## Task brief
Copy, in full, each line of the material that holds the word "Option".

** Opening The data block **

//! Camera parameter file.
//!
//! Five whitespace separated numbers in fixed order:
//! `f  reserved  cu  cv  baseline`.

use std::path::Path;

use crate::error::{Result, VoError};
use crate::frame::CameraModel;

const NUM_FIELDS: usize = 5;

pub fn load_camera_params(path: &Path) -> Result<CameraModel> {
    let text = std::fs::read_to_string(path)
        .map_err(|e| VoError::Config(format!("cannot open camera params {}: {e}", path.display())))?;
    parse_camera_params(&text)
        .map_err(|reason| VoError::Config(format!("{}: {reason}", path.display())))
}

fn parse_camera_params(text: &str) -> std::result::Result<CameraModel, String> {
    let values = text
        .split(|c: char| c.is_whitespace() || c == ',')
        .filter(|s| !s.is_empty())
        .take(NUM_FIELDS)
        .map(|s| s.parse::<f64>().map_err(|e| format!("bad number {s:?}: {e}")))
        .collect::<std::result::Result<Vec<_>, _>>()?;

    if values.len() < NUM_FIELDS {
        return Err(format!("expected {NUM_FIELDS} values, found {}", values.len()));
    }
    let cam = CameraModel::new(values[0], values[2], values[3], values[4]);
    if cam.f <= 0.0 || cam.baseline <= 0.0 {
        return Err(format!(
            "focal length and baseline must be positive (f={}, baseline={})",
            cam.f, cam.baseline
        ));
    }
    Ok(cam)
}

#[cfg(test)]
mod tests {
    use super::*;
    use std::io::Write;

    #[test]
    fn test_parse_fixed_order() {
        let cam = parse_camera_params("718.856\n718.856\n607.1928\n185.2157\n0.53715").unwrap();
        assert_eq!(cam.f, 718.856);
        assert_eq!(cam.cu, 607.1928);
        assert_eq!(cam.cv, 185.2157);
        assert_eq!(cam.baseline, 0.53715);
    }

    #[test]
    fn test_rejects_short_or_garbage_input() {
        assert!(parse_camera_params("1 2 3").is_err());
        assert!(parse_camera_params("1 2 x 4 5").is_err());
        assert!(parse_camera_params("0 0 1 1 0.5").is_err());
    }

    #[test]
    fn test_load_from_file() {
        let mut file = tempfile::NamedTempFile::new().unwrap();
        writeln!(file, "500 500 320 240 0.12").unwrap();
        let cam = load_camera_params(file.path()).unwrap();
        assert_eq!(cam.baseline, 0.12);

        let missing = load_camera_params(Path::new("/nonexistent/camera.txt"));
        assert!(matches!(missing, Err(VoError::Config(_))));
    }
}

** Closing The data block **
** Opening The data block **

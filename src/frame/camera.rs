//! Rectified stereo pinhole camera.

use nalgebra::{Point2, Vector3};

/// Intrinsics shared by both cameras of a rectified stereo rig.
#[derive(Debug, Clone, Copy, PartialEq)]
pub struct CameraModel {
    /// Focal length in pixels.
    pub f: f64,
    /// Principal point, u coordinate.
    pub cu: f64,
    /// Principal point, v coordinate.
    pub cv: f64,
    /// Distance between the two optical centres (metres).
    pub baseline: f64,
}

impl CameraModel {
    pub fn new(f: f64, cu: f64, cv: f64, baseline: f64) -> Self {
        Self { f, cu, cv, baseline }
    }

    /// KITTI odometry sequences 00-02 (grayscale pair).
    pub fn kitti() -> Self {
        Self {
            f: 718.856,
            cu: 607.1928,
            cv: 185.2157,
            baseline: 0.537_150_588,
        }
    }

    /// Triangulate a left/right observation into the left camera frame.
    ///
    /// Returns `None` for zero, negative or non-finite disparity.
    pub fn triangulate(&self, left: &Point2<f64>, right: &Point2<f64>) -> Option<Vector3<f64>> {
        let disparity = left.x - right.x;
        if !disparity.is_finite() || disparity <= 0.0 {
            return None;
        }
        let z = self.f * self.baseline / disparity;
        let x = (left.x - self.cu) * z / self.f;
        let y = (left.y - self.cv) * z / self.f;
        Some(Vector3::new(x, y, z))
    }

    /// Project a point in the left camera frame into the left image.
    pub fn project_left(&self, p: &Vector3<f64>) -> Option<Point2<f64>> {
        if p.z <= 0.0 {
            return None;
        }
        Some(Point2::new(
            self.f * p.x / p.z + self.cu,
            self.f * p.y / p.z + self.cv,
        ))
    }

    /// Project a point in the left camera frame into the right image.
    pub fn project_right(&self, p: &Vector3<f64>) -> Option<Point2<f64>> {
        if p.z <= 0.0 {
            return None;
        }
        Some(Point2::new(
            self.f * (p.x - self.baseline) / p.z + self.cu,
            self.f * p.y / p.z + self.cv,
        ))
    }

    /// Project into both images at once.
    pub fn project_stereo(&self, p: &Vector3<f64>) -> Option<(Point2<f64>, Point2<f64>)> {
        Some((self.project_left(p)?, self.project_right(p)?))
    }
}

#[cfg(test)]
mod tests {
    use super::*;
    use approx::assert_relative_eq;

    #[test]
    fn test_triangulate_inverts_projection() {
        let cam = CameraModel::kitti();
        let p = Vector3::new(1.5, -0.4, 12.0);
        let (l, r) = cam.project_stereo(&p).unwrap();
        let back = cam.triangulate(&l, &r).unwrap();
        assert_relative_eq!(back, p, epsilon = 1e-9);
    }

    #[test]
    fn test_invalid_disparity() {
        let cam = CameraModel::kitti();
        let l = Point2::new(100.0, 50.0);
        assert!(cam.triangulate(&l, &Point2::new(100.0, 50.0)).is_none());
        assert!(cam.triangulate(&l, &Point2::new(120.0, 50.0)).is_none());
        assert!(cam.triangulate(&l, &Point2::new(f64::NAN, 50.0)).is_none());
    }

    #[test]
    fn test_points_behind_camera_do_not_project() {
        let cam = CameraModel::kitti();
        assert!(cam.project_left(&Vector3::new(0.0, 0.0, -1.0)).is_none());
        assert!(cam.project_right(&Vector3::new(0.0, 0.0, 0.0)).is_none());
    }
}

** Closing The data block **

## Task output
    pub fn triangulate(&self, left: &Point2<f64>, right: &Point2<f64>) -> Option<Vector3<f64>> {
    pub fn project_left(&self, p: &Vector3<f64>) -> Option<Point2<f64>> {
    pub fn project_right(&self, p: &Vector3<f64>) -> Option<Point2<f64>> {
    pub fn project_stereo(&self, p: &Vector3<f64>) -> Option<(Point2<f64>, Point2<f64>)> {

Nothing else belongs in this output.